Spot resin activity heated up like our hot Scottsdale sun and the heavy order flow made up for recent slack demand. There were fresh production disruptions and a new Force Majeure declaration along with another surge in monomer costs that were supportive to pricing. Strong buying was seen across all commodity resin groups as some processors, still weary from ongoing resin shortages, sought confirmed supply well into August. Even with buyers keen to procure, there was meaningful resistance to asking prices and in some cases, some easing was needed to encourage buyers to commit.

Though North American resin production has improved significantly, and spot material availability has somewhat increased, the overall Polyethylene and Polypropylene markets remain very tightly supplied.
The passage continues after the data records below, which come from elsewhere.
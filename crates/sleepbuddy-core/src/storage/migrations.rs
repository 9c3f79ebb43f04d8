//! Database schema migrations for sleepbuddy.
//!
//! Migrations are versioned and applied automatically when opening the database.
//! The `schema_version` table tracks the current migration version.

use rusqlite::{Connection, Result as SqliteResult};

/// Current schema version.
///
/// Increment this when adding new migrations.
pub const CURRENT_VERSION: i32 = 2;

/// Apply all pending migrations to bring the database to the current schema version.
///
/// # Errors
/// Returns an error if migration fails.
pub fn migrate(conn: &Connection) -> SqliteResult<()> {
    create_schema_version_table(conn)?;

    let current_version = schema_version(conn);

    if current_version < 1 {
        migrate_v1(conn)?;
    }
    if current_version < 2 {
        migrate_v2(conn)?;
    }

    Ok(())
}

fn create_schema_version_table(conn: &Connection) -> SqliteResult<()> {
    conn.execute_batch(
        "CREATE TABLE IF NOT EXISTS schema_version (
            version INTEGER PRIMARY KEY
        );",
    )
}

/// Returns 0 if no version is set (initial database).
pub fn schema_version(conn: &Connection) -> i32 {
    conn.query_row("SELECT version FROM schema_version", [], |row| {
        row.get::<_, i32>(0)
    })
    .unwrap_or_else(|e| {
        if !matches!(e, rusqlite::Error::QueryReturnedNoRows) {
            tracing::warn!(error = %e, "failed to read schema_version");
        }
        0
    })
}

fn set_schema_version(conn: &Connection, version: i32) -> SqliteResult<()> {
    conn.execute("DELETE FROM schema_version", [])?;
    conn.execute("INSERT INTO schema_version (version) VALUES (?1)", [version])?;
    Ok(())
}

/// Migration v1: finished sessions and the key-value state table.
fn migrate_v1(conn: &Connection) -> SqliteResult<()> {
    let tx = conn.unchecked_transaction()?;
    tx.execute_batch(
        "CREATE TABLE IF NOT EXISTS sleep_records (
            id               INTEGER PRIMARY KEY AUTOINCREMENT,
            start_time       TEXT NOT NULL,
            end_time         TEXT NOT NULL,
            duration_minutes INTEGER NOT NULL,
            goal_met         INTEGER NOT NULL DEFAULT 0,
            streak           INTEGER NOT NULL DEFAULT 0
        );

        CREATE TABLE IF NOT EXISTS kv (
            key   TEXT PRIMARY KEY,
            value TEXT NOT NULL
        );",
    )?;
    set_schema_version(&tx, 1)?;
    tx.commit()
}

/// Migration v2: index for history listings by wake-up time.
fn migrate_v2(conn: &Connection) -> SqliteResult<()> {
    let tx = conn.unchecked_transaction()?;
    tx.execute_batch(
        "CREATE INDEX IF NOT EXISTS idx_sleep_records_end_time ON sleep_records(end_time);",
    )?;
    set_schema_version(&tx, 2)?;
    tx.commit()
}
use chrono::NaiveDateTime;
use serde::{Deserialize, Serialize};

use crate::goal::SleepGoal;
use crate::mascot::{MascotState, MessageState};
use crate::scheduler::{ScheduledTrigger, TriggerKind};
use crate::session::SleepSession;

/// Every state change in the tracker produces an Event.
/// The CLI prints them; a UI would render them.
#[derive(Debug, Clone, PartialEq, Serialize, Deserialize)]
#[serde(tag = "type", rename_all = "snake_case")]
pub enum Event {
    TrackingStarted {
        started_at: NaiveDateTime,
        /// When the "did you forget to stop?" reminder fires, if armed.
        stop_reminder_at: Option<NaiveDateTime>,
        mascot: MascotState,
    },
    TrackingStopped {
        session: SleepSession,
        streak: u32,
        exceeded_limit: bool,
        mascot: MascotState,
        message: MessageState,
        message_text: String,
    },
    GoalUpdated {
        goal: SleepGoal,
        goal_version: u64,
        at: NaiveDateTime,
    },
    /// Stored streak decayed to zero after a day without sleep tracking.
    StreakReset {
        previous: u32,
        at: NaiveDateTime,
    },
    MascotChanged {
        from: MascotState,
        to: MascotState,
        at: NaiveDateTime,
    },
    TriggerFired {
        kind: TriggerKind,
        at: NaiveDateTime,
        /// Next occurrence for recurring kinds.
        rearmed_for: Option<NaiveDateTime>,
        notified: bool,
        mascot: MascotState,
    },
    StateSnapshot {
        goal: SleepGoal,
        is_tracking: bool,
        tracking_since: Option<NaiveDateTime>,
        streak: u32,
        mascot: MascotState,
        animation: String,
        message: MessageState,
        last_session: Option<SleepSession>,
        pending: Vec<ScheduledTrigger>,
        at: NaiveDateTime,
    },
}
use std::collections::HashMap;
use std::sync::{Arc, Mutex};

use chrono::NaiveDateTime;
use tokio::runtime::Handle;
use tokio::sync::mpsc;
use tokio::task::JoinHandle;

use super::{TimerService, TriggerPayload};
use crate::clock::Clock;
use crate::error::TimerError;

/// Timer service backed by tokio tasks.
///
/// Each armed id owns one sleeping task; when it wakes, the payload is sent
/// on the channel returned by [`TokioTimerService::channel`]. The wall-clock
/// delay is computed once at arming time, so a suspended machine delivers
/// late rather than early. The daemon's reconcile pass covers the rest.
pub struct TokioTimerService {
    clock: Arc<dyn Clock>,
    tx: mpsc::UnboundedSender<TriggerPayload>,
    tasks: Mutex<HashMap<String, JoinHandle<()>>>,
}

impl TokioTimerService {
    pub fn channel(clock: Arc<dyn Clock>) -> (Self, mpsc::UnboundedReceiver<TriggerPayload>) {
        let (tx, rx) = mpsc::unbounded_channel();
        let service = Self {
            clock,
            tx,
            tasks: Mutex::new(HashMap::new()),
        };
        (service, rx)
    }

    /// Number of timers still sleeping.
    pub fn active(&self) -> usize {
        self.tasks
            .lock()
            .unwrap_or_else(|e| e.into_inner())
            .values()
            .filter(|h| !h.is_finished())
            .count()
    }
}

impl TimerService for TokioTimerService {
    fn arm_at(&self, at: NaiveDateTime, id: &str, payload: TriggerPayload) -> Result<(), TimerError> {
        let handle = Handle::try_current().map_err(|e| TimerError::Unavailable(e.to_string()))?;
        let delay = (at - self.clock.now()).to_std().unwrap_or_default();
        let tx = self.tx.clone();

        let task = handle.spawn(async move {
            tokio::time::sleep(delay).await;
            // Receiver gone means the daemon is shutting down.
            let _ = tx.send(payload);
        });

        let mut tasks = self.tasks.lock().unwrap_or_else(|e| e.into_inner());
        if let Some(previous) = tasks.insert(id.to_string(), task) {
            previous.abort();
        }
        Ok(())
    }

    fn cancel(&self, id: &str) -> Result<(), TimerError> {
        let mut tasks = self.tasks.lock().unwrap_or_else(|e| e.into_inner());
        if let Some(task) = tasks.remove(id) {
            task.abort();
        }
        Ok(())
    }
}

impl Drop for TokioTimerService {
    fn drop(&mut self) {
        let tasks = self.tasks.get_mut().unwrap_or_else(|e| e.into_inner());
        for (_, task) in tasks.drain() {
            task.abort();
        }
    }
}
Producers have been back-filling contract orders and busy rebuilding their inventories, partly as a buffer to counter against the potential of production disruptions from both upcoming planned maintenance and the chance of unplanned outages as we head deeper into hurricane season.

A significant volume of imported resin, mostly HoPP, CoPP, and HDPE has been arriving at US shores to supplement insufficient domestic supplies, and while more shipments are still sailing, it seems that peak import buying is behind us, at least for this leg of the cycle. Soaring ocean freight, which for some lanes has surpassed $15K/container, along with extended transit times, long port delays, and massive demurrage fees, has crimped the arbitrage and largely squashed the high-volume import incentive for importers. Some new overseas buys are still occurring, but nowhere near the volumes nor veracity seen during the previous several months.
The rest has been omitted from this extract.